**Excerpted records**:

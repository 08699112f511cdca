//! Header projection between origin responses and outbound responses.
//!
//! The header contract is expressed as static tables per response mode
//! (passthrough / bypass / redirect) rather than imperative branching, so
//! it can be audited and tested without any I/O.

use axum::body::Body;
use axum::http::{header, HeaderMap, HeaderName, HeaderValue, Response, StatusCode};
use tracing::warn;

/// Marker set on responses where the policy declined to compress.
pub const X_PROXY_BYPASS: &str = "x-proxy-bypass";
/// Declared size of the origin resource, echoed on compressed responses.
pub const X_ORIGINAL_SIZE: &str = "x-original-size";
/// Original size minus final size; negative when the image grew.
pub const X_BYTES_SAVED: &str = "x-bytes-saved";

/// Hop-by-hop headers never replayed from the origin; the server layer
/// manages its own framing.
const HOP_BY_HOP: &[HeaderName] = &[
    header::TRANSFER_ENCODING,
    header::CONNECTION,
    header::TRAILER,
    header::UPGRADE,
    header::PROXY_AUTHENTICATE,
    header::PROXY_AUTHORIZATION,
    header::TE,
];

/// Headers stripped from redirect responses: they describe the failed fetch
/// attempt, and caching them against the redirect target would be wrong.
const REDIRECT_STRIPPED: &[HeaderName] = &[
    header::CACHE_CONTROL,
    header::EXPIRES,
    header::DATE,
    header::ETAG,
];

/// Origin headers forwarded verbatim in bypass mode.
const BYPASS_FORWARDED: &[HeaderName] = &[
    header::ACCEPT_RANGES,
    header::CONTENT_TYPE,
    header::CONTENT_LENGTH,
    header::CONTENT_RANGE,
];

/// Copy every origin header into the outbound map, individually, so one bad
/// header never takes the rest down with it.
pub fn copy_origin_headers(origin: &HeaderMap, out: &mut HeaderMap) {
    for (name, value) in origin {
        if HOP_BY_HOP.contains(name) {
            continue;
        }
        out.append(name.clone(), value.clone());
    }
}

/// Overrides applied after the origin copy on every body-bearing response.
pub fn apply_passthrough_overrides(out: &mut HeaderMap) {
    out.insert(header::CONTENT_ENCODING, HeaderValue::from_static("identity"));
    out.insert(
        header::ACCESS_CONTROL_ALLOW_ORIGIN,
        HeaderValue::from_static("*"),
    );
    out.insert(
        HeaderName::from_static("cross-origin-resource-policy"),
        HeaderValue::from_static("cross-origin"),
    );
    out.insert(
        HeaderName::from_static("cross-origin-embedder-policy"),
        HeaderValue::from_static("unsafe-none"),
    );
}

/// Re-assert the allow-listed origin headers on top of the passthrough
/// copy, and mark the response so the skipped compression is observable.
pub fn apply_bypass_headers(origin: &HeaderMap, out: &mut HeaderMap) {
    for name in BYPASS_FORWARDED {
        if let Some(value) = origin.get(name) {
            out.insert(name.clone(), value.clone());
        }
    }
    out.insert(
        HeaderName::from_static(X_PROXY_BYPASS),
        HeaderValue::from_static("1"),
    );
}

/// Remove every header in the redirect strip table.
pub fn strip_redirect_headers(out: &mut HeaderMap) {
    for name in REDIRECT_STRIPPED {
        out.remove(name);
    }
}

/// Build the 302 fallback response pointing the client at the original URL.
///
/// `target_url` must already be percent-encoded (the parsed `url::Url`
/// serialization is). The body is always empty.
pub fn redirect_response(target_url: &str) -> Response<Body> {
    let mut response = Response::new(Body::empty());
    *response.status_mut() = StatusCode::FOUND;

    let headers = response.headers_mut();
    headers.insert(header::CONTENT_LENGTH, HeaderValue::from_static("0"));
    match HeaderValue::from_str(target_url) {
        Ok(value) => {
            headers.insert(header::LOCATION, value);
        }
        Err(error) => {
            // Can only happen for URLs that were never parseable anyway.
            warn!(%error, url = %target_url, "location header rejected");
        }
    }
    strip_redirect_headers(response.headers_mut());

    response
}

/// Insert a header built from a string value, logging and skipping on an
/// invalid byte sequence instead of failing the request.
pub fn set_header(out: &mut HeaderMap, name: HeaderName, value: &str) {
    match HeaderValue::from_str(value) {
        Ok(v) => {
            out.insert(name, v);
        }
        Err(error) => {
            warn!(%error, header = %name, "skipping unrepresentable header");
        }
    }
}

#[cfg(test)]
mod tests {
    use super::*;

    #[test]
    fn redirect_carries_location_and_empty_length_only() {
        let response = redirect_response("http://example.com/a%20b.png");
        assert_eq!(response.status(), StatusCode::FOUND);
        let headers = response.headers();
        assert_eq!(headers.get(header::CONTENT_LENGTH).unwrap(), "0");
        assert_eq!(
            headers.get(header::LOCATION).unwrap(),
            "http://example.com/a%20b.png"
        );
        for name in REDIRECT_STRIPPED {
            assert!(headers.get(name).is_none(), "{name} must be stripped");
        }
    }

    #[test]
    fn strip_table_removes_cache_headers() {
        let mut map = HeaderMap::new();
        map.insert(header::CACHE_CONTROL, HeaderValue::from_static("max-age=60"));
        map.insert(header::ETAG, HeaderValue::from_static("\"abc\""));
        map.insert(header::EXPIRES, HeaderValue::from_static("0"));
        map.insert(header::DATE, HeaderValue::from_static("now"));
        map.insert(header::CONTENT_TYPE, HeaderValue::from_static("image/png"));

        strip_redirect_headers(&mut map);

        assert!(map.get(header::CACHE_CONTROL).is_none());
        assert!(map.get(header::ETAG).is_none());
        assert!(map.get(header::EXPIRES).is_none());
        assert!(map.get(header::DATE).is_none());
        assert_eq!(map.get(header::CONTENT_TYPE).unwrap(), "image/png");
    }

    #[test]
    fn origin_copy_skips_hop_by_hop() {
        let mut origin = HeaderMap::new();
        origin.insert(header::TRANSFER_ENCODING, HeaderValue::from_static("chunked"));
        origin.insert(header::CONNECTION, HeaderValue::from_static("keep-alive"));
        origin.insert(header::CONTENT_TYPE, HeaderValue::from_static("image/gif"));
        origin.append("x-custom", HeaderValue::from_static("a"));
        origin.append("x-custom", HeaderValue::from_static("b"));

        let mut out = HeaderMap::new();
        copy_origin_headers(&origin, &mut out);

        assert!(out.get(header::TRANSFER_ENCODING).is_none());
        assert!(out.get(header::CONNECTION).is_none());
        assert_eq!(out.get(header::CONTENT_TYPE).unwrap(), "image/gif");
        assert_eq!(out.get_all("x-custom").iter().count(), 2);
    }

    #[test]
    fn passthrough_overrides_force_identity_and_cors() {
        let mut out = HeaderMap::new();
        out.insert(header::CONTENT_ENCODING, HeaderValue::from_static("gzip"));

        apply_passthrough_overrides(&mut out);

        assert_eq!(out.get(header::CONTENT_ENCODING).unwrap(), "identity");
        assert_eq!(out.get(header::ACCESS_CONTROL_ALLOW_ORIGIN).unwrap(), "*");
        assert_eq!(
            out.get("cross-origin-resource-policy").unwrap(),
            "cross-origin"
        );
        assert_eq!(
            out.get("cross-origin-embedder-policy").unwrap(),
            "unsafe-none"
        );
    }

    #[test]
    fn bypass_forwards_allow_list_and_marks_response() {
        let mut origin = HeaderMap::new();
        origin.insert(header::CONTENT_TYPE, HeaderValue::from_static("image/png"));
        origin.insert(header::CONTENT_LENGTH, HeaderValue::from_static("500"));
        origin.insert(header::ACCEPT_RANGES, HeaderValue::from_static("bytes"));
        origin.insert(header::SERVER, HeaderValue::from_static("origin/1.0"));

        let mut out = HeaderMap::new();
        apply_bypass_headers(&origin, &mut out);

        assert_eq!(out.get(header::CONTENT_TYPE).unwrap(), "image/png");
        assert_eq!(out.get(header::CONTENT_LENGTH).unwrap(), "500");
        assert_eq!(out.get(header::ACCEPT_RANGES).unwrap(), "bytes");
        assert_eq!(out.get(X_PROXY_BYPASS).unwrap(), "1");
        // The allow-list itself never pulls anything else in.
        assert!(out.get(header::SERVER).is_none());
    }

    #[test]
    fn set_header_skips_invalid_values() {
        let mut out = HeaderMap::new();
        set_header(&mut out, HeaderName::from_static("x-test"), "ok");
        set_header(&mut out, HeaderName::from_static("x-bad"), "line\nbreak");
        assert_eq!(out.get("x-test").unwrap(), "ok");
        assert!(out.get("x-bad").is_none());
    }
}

**How to complete this task**:
Pick out the lines above containing the word "responses", then copy them.

**Your solution**:
//! Header projection between origin responses and outbound responses.
/// Marker set on responses where the policy declined to compress.
/// Declared size of the origin resource, echoed on compressed responses.
/// Headers stripped from redirect responses: they describe the failed fetch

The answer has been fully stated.